* Data items
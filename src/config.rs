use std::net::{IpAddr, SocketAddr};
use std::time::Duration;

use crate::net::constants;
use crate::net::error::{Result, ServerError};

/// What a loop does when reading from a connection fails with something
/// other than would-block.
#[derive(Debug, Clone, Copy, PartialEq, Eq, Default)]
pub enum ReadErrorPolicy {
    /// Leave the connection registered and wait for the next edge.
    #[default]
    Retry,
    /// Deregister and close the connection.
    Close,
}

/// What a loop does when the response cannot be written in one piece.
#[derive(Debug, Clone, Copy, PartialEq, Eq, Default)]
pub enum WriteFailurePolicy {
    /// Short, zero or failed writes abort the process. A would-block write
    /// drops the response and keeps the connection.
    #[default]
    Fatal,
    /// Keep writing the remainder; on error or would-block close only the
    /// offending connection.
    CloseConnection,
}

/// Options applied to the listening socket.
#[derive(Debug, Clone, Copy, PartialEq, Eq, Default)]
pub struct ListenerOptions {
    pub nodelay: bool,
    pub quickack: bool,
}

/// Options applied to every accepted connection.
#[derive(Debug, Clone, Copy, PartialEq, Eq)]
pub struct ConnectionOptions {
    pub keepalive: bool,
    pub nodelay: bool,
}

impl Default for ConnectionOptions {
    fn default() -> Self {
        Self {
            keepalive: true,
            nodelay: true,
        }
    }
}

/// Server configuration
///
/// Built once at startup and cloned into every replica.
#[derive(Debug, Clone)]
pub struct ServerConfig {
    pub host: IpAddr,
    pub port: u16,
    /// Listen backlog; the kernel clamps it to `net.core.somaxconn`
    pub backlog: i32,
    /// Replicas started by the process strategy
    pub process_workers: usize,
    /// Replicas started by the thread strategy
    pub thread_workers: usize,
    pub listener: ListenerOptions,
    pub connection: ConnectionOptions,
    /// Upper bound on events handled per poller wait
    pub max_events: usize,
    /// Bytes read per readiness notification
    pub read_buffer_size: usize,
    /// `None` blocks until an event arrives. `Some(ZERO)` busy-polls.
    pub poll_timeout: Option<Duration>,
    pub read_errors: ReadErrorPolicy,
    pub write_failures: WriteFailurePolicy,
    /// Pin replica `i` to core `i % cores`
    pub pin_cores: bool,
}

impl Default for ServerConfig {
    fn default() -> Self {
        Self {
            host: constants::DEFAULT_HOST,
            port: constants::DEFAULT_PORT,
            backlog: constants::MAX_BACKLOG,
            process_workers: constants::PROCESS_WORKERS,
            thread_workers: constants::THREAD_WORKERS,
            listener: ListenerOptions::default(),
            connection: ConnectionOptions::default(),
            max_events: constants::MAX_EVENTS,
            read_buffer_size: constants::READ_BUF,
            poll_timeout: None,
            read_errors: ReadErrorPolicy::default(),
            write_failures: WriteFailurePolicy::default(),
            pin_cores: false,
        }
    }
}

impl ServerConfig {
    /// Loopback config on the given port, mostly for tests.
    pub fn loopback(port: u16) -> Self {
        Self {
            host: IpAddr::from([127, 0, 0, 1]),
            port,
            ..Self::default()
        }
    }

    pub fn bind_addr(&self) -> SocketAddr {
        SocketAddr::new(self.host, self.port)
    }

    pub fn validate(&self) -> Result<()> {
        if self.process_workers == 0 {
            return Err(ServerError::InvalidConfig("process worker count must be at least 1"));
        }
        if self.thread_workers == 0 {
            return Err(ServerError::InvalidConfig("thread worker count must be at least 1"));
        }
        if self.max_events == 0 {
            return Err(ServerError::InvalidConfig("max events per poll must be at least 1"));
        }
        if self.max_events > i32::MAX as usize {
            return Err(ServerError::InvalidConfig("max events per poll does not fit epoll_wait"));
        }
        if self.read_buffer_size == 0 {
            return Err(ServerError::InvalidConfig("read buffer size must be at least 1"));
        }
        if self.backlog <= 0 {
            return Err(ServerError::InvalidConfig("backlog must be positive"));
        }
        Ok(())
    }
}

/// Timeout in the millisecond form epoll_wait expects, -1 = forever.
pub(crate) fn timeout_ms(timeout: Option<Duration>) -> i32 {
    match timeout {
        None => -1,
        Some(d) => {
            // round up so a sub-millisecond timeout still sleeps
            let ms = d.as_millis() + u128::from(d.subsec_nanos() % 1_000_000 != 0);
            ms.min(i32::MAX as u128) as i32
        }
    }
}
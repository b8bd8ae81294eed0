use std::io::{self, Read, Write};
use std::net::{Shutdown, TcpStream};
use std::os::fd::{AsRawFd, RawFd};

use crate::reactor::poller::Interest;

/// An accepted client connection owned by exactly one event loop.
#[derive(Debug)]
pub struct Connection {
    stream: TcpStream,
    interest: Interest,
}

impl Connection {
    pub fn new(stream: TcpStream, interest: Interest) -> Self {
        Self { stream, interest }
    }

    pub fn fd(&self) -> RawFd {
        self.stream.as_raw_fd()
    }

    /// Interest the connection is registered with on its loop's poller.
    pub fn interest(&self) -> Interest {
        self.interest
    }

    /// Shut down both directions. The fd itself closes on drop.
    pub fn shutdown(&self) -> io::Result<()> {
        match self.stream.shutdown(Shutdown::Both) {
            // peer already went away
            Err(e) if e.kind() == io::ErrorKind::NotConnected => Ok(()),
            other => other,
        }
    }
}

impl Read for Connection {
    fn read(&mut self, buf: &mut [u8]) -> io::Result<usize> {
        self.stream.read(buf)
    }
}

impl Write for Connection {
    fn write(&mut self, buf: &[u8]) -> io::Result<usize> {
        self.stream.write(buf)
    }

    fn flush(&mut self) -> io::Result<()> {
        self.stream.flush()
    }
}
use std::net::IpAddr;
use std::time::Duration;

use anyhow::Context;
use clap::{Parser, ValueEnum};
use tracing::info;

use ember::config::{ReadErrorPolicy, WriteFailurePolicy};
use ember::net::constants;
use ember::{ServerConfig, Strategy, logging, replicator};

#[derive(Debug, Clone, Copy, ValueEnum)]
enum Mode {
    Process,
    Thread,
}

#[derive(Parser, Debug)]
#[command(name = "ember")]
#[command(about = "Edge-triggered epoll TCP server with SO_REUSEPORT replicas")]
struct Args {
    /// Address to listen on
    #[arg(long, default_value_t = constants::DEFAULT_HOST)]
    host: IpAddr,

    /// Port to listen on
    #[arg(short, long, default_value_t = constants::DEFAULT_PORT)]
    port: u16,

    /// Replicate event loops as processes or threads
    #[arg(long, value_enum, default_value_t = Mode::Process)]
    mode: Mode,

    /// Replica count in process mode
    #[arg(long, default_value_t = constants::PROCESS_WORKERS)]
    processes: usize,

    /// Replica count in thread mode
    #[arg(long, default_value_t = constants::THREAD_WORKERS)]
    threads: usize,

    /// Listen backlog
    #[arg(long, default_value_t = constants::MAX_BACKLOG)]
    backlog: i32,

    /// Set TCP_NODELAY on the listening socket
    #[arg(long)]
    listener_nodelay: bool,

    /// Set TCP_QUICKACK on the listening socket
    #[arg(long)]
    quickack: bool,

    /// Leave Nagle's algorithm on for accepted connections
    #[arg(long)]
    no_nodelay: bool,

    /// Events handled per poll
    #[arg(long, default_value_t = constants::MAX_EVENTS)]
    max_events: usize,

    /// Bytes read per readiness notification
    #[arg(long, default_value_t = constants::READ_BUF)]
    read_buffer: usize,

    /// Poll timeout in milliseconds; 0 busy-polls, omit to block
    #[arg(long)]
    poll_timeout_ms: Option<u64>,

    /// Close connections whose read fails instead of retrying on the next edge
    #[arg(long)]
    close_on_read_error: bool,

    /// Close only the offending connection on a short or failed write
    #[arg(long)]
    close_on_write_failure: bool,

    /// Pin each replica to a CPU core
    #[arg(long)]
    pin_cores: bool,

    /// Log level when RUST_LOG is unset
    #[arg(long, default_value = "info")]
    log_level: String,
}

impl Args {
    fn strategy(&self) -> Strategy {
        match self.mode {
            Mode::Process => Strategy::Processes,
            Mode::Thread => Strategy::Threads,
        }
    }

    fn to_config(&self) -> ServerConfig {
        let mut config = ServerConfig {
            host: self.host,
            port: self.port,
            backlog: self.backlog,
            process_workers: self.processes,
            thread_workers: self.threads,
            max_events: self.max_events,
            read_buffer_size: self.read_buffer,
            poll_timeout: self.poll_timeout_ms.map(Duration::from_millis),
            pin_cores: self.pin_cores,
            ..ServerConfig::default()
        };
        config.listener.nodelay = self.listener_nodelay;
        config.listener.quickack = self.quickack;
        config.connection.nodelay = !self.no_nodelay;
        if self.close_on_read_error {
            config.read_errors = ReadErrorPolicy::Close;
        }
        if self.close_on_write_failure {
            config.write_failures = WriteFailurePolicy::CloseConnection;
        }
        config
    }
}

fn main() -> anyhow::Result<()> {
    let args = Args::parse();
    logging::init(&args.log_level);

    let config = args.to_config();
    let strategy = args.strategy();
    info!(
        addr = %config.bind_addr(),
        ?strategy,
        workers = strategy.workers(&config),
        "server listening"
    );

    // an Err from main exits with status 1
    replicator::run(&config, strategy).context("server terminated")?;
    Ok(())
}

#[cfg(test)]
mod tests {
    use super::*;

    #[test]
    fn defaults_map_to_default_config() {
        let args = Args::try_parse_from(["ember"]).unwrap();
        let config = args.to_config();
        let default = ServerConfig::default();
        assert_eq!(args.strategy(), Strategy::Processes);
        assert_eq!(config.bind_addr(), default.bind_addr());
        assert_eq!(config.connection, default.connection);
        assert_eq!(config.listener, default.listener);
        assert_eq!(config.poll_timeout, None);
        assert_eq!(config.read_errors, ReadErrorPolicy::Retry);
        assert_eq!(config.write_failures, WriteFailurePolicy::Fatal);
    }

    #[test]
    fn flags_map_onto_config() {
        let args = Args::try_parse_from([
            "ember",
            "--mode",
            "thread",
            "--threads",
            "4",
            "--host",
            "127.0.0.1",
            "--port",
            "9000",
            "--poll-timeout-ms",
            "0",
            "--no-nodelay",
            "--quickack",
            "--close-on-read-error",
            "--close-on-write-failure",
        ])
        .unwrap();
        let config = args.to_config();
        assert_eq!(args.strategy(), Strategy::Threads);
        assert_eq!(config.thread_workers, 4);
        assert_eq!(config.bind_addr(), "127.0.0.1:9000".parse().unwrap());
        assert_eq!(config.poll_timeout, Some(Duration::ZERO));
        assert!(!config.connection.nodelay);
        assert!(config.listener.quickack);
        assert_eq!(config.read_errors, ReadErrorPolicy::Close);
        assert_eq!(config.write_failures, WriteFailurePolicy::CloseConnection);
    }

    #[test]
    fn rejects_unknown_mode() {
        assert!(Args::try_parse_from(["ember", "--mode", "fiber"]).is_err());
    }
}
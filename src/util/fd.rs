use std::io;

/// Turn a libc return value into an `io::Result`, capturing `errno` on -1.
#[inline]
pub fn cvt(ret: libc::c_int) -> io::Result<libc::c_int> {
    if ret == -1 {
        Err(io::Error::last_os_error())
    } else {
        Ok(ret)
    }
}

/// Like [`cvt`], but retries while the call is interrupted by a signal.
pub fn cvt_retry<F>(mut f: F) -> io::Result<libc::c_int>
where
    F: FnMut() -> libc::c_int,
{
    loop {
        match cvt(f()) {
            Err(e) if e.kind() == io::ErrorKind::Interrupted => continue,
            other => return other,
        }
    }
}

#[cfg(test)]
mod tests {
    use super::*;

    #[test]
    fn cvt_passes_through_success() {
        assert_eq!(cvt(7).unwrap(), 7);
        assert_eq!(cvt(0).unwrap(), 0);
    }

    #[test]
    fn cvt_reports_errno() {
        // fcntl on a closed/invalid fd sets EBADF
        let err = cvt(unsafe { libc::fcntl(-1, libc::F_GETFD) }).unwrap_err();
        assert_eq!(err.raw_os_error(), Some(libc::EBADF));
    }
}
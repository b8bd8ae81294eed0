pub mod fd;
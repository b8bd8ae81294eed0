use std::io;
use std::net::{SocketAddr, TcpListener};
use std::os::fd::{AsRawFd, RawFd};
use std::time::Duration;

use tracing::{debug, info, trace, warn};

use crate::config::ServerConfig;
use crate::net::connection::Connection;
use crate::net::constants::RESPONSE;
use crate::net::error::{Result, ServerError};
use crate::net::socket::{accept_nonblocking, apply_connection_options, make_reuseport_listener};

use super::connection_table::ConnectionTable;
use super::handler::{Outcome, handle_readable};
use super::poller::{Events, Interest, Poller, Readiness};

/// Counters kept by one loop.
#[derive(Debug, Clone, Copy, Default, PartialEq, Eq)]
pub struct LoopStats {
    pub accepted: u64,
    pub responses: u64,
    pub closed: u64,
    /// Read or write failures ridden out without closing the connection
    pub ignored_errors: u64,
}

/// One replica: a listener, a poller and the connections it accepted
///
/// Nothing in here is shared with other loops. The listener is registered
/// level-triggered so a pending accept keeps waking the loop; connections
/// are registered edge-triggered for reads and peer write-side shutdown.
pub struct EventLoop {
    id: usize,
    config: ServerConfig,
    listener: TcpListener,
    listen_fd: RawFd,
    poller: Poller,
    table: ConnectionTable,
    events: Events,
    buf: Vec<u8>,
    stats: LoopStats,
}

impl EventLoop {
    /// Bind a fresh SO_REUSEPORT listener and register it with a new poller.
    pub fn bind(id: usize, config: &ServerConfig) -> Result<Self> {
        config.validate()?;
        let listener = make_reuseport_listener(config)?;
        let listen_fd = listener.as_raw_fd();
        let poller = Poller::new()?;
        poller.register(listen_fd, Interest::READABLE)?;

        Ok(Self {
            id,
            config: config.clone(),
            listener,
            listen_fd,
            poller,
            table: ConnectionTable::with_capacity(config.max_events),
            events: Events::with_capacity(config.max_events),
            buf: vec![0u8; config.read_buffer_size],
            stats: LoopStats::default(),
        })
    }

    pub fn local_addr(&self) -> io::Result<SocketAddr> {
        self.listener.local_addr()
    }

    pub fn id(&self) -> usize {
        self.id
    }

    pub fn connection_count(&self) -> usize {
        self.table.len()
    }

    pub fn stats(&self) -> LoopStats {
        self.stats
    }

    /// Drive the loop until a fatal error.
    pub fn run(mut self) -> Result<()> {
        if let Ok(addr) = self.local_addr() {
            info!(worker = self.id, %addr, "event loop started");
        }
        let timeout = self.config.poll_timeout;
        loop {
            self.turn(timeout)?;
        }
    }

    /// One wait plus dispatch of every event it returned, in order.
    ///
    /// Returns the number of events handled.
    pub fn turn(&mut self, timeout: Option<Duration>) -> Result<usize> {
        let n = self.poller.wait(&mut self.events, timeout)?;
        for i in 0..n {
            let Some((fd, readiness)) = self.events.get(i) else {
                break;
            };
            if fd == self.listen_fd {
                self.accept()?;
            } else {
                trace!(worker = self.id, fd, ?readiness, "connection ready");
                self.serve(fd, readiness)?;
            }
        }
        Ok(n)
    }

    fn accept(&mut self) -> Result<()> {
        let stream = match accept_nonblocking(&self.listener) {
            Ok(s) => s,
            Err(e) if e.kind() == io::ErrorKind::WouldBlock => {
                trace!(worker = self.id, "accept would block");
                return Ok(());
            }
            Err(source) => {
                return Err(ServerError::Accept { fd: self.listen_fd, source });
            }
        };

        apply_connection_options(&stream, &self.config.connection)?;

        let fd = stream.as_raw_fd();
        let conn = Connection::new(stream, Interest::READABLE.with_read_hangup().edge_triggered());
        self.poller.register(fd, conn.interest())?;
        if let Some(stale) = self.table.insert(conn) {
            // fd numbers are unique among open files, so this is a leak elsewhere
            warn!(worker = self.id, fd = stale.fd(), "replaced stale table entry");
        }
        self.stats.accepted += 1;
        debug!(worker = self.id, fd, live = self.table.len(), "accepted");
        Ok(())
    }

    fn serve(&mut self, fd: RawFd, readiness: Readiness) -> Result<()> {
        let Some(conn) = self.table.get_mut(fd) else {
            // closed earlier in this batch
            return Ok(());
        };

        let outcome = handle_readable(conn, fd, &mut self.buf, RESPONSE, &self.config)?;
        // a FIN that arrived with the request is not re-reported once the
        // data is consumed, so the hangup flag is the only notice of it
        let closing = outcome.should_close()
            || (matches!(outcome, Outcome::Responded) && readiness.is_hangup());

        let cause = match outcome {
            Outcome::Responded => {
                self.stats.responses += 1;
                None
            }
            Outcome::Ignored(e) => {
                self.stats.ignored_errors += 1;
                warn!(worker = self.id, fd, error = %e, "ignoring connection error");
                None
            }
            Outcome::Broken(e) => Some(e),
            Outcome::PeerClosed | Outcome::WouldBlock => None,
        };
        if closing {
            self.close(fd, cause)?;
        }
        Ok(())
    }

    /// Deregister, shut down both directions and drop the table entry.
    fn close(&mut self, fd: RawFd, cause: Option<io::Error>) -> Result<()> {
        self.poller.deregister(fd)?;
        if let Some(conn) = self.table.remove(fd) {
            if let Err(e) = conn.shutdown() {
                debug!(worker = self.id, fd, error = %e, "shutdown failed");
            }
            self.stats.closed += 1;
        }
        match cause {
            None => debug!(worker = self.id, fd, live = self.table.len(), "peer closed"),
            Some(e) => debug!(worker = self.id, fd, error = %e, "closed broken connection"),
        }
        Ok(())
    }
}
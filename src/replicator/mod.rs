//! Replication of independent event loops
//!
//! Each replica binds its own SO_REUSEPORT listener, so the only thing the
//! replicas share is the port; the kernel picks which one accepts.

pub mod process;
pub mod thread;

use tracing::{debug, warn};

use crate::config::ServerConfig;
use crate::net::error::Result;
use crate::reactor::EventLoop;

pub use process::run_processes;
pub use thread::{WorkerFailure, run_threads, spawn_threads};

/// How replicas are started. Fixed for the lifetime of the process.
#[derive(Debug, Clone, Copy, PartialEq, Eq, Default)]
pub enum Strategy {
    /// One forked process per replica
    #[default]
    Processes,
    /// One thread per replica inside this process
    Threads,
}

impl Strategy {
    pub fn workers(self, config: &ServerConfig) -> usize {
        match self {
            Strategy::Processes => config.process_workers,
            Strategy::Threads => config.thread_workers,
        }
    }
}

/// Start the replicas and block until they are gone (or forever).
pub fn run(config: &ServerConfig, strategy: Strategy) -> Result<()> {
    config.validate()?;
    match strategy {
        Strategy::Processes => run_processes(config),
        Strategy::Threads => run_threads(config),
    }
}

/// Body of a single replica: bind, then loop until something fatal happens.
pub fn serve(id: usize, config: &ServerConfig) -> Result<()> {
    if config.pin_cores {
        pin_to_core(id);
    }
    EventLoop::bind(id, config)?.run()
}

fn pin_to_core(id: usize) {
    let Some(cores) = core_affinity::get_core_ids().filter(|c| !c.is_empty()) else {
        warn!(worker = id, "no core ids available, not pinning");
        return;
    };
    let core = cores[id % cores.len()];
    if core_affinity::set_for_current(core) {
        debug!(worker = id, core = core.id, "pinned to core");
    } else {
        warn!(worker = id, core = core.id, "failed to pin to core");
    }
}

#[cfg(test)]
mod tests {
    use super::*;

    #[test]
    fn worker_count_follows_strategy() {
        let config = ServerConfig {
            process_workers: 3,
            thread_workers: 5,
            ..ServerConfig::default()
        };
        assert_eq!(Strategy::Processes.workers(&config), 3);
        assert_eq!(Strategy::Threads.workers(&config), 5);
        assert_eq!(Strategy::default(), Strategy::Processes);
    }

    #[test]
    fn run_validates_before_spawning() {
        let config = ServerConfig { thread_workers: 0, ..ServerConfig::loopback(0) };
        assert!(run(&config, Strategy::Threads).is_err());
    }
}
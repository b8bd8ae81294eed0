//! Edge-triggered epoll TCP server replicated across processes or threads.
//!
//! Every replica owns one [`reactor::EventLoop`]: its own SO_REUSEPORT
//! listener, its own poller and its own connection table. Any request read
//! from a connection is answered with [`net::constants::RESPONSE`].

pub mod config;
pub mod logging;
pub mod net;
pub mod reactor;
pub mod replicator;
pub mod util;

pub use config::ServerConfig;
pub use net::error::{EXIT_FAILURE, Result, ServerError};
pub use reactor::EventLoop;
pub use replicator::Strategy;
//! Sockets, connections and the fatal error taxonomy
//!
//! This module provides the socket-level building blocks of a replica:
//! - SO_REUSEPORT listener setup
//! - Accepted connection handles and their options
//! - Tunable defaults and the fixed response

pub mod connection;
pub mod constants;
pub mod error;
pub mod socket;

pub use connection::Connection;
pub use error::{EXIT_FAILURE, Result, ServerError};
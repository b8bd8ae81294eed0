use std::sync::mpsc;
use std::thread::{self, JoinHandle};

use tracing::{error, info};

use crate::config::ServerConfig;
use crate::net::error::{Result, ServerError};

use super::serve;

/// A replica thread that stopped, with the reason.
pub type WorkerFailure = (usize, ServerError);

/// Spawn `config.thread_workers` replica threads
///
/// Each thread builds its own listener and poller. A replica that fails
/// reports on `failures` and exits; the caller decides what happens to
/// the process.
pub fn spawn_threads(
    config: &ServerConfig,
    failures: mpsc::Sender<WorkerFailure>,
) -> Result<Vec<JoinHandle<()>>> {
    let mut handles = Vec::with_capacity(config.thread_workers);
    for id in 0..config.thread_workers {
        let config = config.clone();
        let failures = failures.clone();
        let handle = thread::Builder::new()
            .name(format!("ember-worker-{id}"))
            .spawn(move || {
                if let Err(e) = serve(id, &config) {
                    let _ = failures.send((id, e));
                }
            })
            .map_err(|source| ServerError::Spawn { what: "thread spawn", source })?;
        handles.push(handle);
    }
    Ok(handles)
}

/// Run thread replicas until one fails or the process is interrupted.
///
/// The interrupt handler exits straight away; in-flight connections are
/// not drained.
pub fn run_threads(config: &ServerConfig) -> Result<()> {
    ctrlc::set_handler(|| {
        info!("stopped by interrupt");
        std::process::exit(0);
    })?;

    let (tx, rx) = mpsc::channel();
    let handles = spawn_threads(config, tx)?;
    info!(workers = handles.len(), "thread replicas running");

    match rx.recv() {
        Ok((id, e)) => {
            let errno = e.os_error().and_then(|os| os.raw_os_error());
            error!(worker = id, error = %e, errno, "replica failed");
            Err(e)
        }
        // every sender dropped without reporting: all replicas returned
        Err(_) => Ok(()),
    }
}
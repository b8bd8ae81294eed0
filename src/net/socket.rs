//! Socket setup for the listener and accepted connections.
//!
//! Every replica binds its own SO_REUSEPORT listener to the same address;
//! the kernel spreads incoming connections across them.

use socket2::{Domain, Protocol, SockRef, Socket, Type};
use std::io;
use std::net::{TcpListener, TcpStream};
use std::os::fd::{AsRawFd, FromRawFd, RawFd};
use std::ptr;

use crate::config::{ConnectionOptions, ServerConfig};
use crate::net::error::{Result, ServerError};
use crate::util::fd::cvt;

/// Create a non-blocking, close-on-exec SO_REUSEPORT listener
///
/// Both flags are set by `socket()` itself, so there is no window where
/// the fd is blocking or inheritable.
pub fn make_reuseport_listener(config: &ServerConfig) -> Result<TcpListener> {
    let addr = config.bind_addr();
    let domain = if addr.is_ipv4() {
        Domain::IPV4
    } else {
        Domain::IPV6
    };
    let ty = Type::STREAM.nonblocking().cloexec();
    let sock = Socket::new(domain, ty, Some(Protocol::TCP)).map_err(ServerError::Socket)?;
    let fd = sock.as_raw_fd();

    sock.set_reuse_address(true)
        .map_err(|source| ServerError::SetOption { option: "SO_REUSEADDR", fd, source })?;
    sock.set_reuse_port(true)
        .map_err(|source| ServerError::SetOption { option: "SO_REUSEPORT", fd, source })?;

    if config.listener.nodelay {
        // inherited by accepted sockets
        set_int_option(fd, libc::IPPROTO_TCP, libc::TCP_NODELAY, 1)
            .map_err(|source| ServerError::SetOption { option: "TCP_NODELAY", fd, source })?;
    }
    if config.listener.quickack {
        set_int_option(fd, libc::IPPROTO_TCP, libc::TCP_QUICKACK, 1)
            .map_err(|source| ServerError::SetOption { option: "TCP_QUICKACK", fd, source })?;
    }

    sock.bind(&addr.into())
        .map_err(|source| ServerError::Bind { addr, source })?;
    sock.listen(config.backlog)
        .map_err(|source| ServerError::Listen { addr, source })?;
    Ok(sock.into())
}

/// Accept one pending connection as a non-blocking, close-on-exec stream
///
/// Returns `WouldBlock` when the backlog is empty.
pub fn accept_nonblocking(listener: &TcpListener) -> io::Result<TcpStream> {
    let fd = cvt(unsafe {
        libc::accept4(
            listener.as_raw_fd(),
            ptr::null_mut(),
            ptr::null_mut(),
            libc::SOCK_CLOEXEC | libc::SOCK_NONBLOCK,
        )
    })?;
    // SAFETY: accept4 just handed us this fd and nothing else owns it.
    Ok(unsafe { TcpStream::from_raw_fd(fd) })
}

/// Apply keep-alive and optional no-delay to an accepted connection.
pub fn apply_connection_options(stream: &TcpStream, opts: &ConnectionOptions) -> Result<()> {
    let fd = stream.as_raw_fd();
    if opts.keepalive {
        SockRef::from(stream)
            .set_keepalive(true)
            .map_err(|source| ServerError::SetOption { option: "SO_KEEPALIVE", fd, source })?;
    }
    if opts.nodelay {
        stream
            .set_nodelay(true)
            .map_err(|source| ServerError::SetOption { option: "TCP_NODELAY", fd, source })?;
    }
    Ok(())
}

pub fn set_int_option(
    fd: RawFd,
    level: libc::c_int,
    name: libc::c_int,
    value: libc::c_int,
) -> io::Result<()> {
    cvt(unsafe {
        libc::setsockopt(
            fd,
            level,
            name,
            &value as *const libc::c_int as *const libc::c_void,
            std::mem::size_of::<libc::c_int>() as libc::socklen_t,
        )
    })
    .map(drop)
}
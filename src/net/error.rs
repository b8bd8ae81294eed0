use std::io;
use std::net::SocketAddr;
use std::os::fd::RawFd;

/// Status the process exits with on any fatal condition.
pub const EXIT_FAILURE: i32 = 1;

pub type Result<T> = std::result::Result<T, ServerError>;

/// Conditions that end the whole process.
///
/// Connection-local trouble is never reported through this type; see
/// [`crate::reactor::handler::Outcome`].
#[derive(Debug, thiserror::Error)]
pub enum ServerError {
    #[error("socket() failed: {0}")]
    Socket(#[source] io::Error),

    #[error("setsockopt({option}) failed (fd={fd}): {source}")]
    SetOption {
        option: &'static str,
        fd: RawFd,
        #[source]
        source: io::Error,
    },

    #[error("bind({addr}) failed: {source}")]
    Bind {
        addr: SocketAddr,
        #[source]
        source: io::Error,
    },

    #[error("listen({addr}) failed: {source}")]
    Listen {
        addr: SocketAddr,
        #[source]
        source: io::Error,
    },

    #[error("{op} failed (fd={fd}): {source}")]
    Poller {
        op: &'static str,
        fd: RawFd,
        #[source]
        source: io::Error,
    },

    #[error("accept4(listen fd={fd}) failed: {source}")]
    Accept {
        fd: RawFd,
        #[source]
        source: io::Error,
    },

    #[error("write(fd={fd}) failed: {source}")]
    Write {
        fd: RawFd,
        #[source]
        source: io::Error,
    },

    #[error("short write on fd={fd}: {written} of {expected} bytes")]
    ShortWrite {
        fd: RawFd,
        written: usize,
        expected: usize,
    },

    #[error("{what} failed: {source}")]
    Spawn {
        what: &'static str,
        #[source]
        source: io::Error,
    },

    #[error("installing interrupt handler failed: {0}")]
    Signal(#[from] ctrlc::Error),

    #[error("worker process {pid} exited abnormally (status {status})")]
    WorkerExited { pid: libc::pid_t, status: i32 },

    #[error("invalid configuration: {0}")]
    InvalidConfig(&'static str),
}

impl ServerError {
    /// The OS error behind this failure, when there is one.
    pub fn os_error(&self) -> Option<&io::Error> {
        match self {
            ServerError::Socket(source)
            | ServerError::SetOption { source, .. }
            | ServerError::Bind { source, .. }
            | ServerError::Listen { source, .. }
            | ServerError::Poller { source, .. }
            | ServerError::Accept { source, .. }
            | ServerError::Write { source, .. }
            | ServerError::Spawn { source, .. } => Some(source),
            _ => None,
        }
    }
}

* WORK REQUIRED
Write down only how many lines of the entries above include the word "IpAddr".

* TASK SOLUTION
5